Edinburgh Napier University

  Responses of marine invertebrates to anthropogenic noise are insufficiently known, impeding our understanding of ecosystemic impacts of noise and the development of mitigation strategies. We show that the blue mussel, Mytilus edulis, is negatively affected by ship-noise playbacks across different levels of biological organization. We take a novel mechanistic multi-method approach testing and employing established ecotoxicological techniques (i.e. Comet Assay and oxidative stress tests) in combination with behavioral and physiological biomarkers. We evidence, for the first time in marine species, noise-induced changes in DNA integrity (six-fold higher DNA single strand-breaks in haemocytes and gill epithelial cells) and oxidative stress (68% increased TBARS in gill cells). We further identify physiological and behavioral changes (12% reduced oxygen consumption, 60% increase in valve gape, 84% reduced filtration rate) in noise-exposed mussels. By employing established ecotoxicological techniques we highlight impacts not only on the organismal level, but also on ecological performance.
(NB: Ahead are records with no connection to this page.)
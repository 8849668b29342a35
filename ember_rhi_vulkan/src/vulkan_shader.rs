/// Shader - Vulkan implementation of the Shader trait

use ember_rhi::ember::{Error, Result};
use ember_rhi::ember::render::{content_hash, Shader as RhiShader, ShaderDesc, ShaderStage};
use ember_rhi::{engine_bail_warn, engine_err};
use ash::vk;
use std::any::Any;
use std::ffi::CString;
use std::sync::Arc;

use crate::vulkan_context::GpuContext;
use crate::vulkan_format::shader_stage_to_vk;

const LOG_SOURCE: &str = "ember::vulkan::Shader";
const SPIRV_MAGIC: u32 = 0x0723_0203;

/// Vulkan shader implementation
pub struct Shader {
    ctx: Arc<GpuContext>,
    pub(crate) module: vk::ShaderModule,
    stage: ShaderStage,
    entry_point: String,
    /// Null-terminated copy of `entry_point` for pipeline creation
    pub(crate) entry_point_c: CString,
    hash: u64,
}

/// Bytecode as SPIR-V words, after the size and magic checks
pub(crate) fn spirv_words(code: &[u8]) -> Result<Vec<u32>> {
    if code.is_empty() {
        engine_bail_warn!(LOG_SOURCE, "Shader bytecode is empty");
    }
    if code.len() % 4 != 0 {
        engine_bail_warn!(LOG_SOURCE, "Shader bytecode not 4-byte aligned (size: {} bytes)", code.len());
    }
    let words: Vec<u32> = code
        .chunks_exact(4)
        .map(|w| u32::from_le_bytes([w[0], w[1], w[2], w[3]]))
        .collect();
    if words[0] != SPIRV_MAGIC {
        engine_bail_warn!(LOG_SOURCE, "Shader bytecode has no SPIR-V magic (found {:#010x})", words[0]);
    }
    Ok(words)
}

/// Fail unless the module declares an entry point named `entry_point`
pub(crate) fn check_entry_point(words: &[u32], entry_point: &str) -> Result<()> {
    let entry_points = spirq::ReflectConfig::new()
        .spv(words)
        .ref_all_rscs(true)
        .reflect()
        .map_err(|e| engine_err!(LOG_SOURCE, "SPIR-V reflection failed: {:?}", e))?;
    if entry_points.iter().any(|ep| ep.name == entry_point) {
        return Ok(());
    }
    let names: Vec<&str> = entry_points.iter().map(|ep| ep.name.as_str()).collect();
    engine_bail_warn!(LOG_SOURCE, "Entry point '{}' not found in shader (available: {:?})", entry_point, names)
}

impl Shader {
    pub(crate) fn create(ctx: &Arc<GpuContext>, desc: &ShaderDesc<'_>) -> Result<Self> {
        let words = spirv_words(desc.code)?;
        check_entry_point(&words, desc.entry_point)?;
        let entry_point_c = CString::new(desc.entry_point)
            .map_err(|_| Error::InvalidResource(format!("entry point '{}' contains a NUL byte", desc.entry_point)))?;

        let create_info = vk::ShaderModuleCreateInfo::default().code(&words);
        let module = unsafe { ctx.device.create_shader_module(&create_info, None) }
            .map_err(|e| engine_err!(LOG_SOURCE, "Failed to create shader module: {:?}", e))?;

        Ok(Self {
            ctx: Arc::clone(ctx),
            module,
            stage: desc.stage,
            entry_point: desc.entry_point.to_string(),
            entry_point_c,
            hash: content_hash(desc.code),
        })
    }

    pub fn handle(&self) -> vk::ShaderModule {
        self.module
    }

    pub(crate) fn vk_stage(&self) -> vk::ShaderStageFlags {
        shader_stage_to_vk(self.stage)
    }
}

impl RhiShader for Shader {
    fn stage(&self) -> ShaderStage {
        self.stage
    }

    fn entry_point(&self) -> &str {
        &self.entry_point
    }

    fn content_hash(&self) -> u64 {
        self.hash
    }

    fn as_any(&self) -> &dyn Any {
        self
    }
}

impl Drop for Shader {
    fn drop(&mut self) {
        unsafe { self.ctx.device.destroy_shader_module(self.module, None) };
    }
}

#[cfg(test)]
#[path = "vulkan_shader_tests.rs"]
mod tests;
When investigating species that produce little visually obvious responses to anthropogenic noise, the above mentioned endpoints are key to revealing sublethal effects of noise and thus enable a better understanding of how this emerging, but often overlooked stressor, affects animals without complex behaviors. Our integrated approach to noise research can be used as a model for other invertebrate species and faunal groups, and inform the development of effective methods for assessing and monitoring noise impacts. Given the observed negative effects, noise should be considered a potential confounding factor in studies involving other stressors.